Não são vocês que estão “se formando” hoje. É um país inteiro. Estamos cumprindo uma estapa importante. Somos um país carente de produção cultural acessível a todos. Um país que vergonhosamente ainda não tem música na escola básica. Um país que tem severas dificuldades de preservar sua riquíssima memória. Um país que tem problemas em reconhecer sua originalidade artística, sempre prontos que somos para nos medir com réguas fabricadas no hemisfério norte do globo.

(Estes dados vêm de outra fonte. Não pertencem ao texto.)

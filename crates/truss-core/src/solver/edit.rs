//! Stay constraints and the edit-session protocol.

use truss_expr::{near_zero, Constraint, Strength, Variable};

use crate::error::SolverError;
use crate::solver::Solver;

/// Per-edit-variable bookkeeping.
#[derive(Debug)]
pub(crate) struct EditInfo {
    constraint: Constraint,
    plus: Variable,
    minus: Variable,
    prev_constant: f64,
    /// Ordinal used to unwind nested edit sessions.
    index: usize,
}

impl EditInfo {
    pub(crate) fn new(
        constraint: Constraint,
        plus: Variable,
        minus: Variable,
        prev_constant: f64,
        index: usize,
    ) -> Self {
        EditInfo {
            constraint,
            plus,
            minus,
            prev_constant,
            index,
        }
    }
}

impl Solver {
    // ── Stays ───────────────────────────────────────────────

    /// Weak stay with weight 1: keep `v` near its current value.
    pub fn add_stay(&mut self, v: &Variable) -> Result<Constraint, SolverError> {
        self.add_stay_with(v, Strength::Weak, 1.0)
    }

    /// Stay with explicit strength and weight.
    pub fn add_stay_with(
        &mut self,
        v: &Variable,
        strength: Strength,
        weight: f64,
    ) -> Result<Constraint, SolverError> {
        let cn = Constraint::stay(v, strength, weight);
        self.add_constraint(&cn)?;
        Ok(cn)
    }

    /// Zero the constant of whichever of each stay pair's error variables
    /// is basic; the parametric one is already zero-valued.
    pub(crate) fn reset_stay_constants(&mut self) {
        for i in 0..self.stay_plus_error_vars.len() {
            let plus = self.stay_plus_error_vars[i].clone();
            if !self.tableau.zero_row_constant(&plus) {
                let minus = self.stay_minus_error_vars[i].clone();
                self.tableau.zero_row_constant(&minus);
            }
        }
    }

    // ── Edit variables ──────────────────────────────────────

    /// Register `v` as editable at the default strong strength.
    pub fn add_edit_var(&mut self, v: &Variable) -> Result<(), SolverError> {
        self.add_edit_var_with(v, Strength::Strong)
    }

    /// Register `v` as editable at an explicit (non-required) strength.
    pub fn add_edit_var_with(
        &mut self,
        v: &Variable,
        strength: Strength,
    ) -> Result<(), SolverError> {
        if strength.is_required() {
            return Err(SolverError::internal(
                "edit constraints may not be required",
            ));
        }
        if self.edit_info.contains_key(v) {
            return Err(SolverError::DuplicateConstraint);
        }
        let cn = Constraint::edit(v, strength);
        self.add_constraint(&cn)
    }

    pub fn has_edit_var(&self, v: &Variable) -> bool {
        self.edit_info.contains_key(v)
    }

    pub fn num_edit_vars(&self) -> usize {
        self.edit_info.len()
    }

    // ── Edit sessions ───────────────────────────────────────

    /// Open an edit session over the currently registered edit variables.
    pub fn begin_edit(&mut self) -> Result<(), SolverError> {
        if self.edit_info.is_empty() {
            return Err(SolverError::internal("begin_edit with no edit variables"));
        }
        self.tableau.clear_infeasible();
        self.reset_stay_constants();
        self.edit_depth.push(self.edit_info.len());
        tracing::debug!(
            component = "solver",
            operation = "begin_edit",
            status = "success",
            edit_vars = self.edit_info.len(),
            depth = self.edit_depth.len() - 1,
            "Opened edit session"
        );
        Ok(())
    }

    /// Record a new target value for an edit variable. Takes effect at
    /// the next [`Solver::resolve`].
    pub fn suggest_value(&mut self, v: &Variable, value: f64) -> Result<(), SolverError> {
        let info = self.edit_info.get_mut(v).ok_or_else(|| {
            SolverError::internal(format!("suggest_value on non-edit variable {}", v.name()))
        })?;
        let delta = value - info.prev_constant;
        info.prev_constant = value;
        let plus = info.plus.clone();
        let minus = info.minus.clone();
        self.delta_edit_constant(delta, &plus, &minus);
        tracing::trace!(
            component = "solver",
            operation = "suggest_value",
            variable = v.name(),
            value,
            delta,
            "Recorded suggested value"
        );
        Ok(())
    }

    /// Shift row constants by `delta` through an edit constraint's error
    /// pair.
    fn delta_edit_constant(&mut self, delta: f64, plus: &Variable, minus: &Variable) {
        if self.tableau.shift_row_constant(plus, delta).is_some() {
            return;
        }
        if self.tableau.shift_row_constant(minus, -delta).is_some() {
            return;
        }
        // Both parametric: push the delta through every row mentioning
        // the minus variable.
        let Some(column) = self.tableau.column(minus).cloned() else {
            return;
        };
        for basic in column {
            let coeff = self
                .tableau
                .row(&basic)
                .map(|row| row.coefficient_for(minus))
                .unwrap_or(0.0);
            self.tableau.shift_row_constant(&basic, coeff * delta);
        }
    }

    /// Dual-optimize to absorb suggested values, then write back external
    /// values and settle stays.
    pub fn resolve(&mut self) -> Result<(), SolverError> {
        self.dual_optimize()?;
        self.set_external_variables();
        self.tableau.clear_infeasible();
        self.reset_stay_constants();
        Ok(())
    }

    /// Close the innermost edit session, removing the edit variables it
    /// introduced.
    pub fn end_edit(&mut self) -> Result<(), SolverError> {
        if self.edit_info.is_empty() {
            return Err(SolverError::internal("end_edit with no edit variables"));
        }
        if self.edit_depth.len() <= 1 {
            return Err(SolverError::internal("end_edit without begin_edit"));
        }
        self.resolve()?;
        self.edit_depth.pop();
        let keep = self.edit_depth.last().copied().unwrap_or(0);
        self.remove_edit_vars_to(keep)?;
        tracing::debug!(
            component = "solver",
            operation = "end_edit",
            status = "success",
            remaining_edit_vars = self.edit_info.len(),
            "Closed edit session"
        );
        Ok(())
    }

    /// Remove every edit variable whose ordinal is `keep` or later.
    fn remove_edit_vars_to(&mut self, keep: usize) -> Result<(), SolverError> {
        let doomed: Vec<Constraint> = self
            .edit_info
            .values()
            .filter(|info| info.index >= keep)
            .map(|info| info.constraint.clone())
            .collect();
        for cn in doomed {
            self.remove_constraint(&cn)?;
        }
        Ok(())
    }

    /// One-shot convenience: edit `v` to `value` and immediately resolve.
    pub fn set_edited_value(&mut self, v: &Variable, value: f64) -> Result<(), SolverError> {
        if !self.contains_variable(v) {
            v.set_value(value);
            return Ok(());
        }
        if near_zero(value - v.value()) {
            return Ok(());
        }
        self.add_edit_var(v)?;
        self.begin_edit()?;
        self.suggest_value(v, value)?;
        self.end_edit()
    }
}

Num país com essas caracerísticas, quem se forma licenciado em música e bacharel em música popular assume desde já um protagonismo notável. São vocês que contribuirão para a profissionalização das produções culturais, a preservação da memória, o estudo da nossa cultura. São vocês que somarão forças na luta por uma educação mais humana, que respeite o processo de formação integral da pessoa, para além da formação para o mercado.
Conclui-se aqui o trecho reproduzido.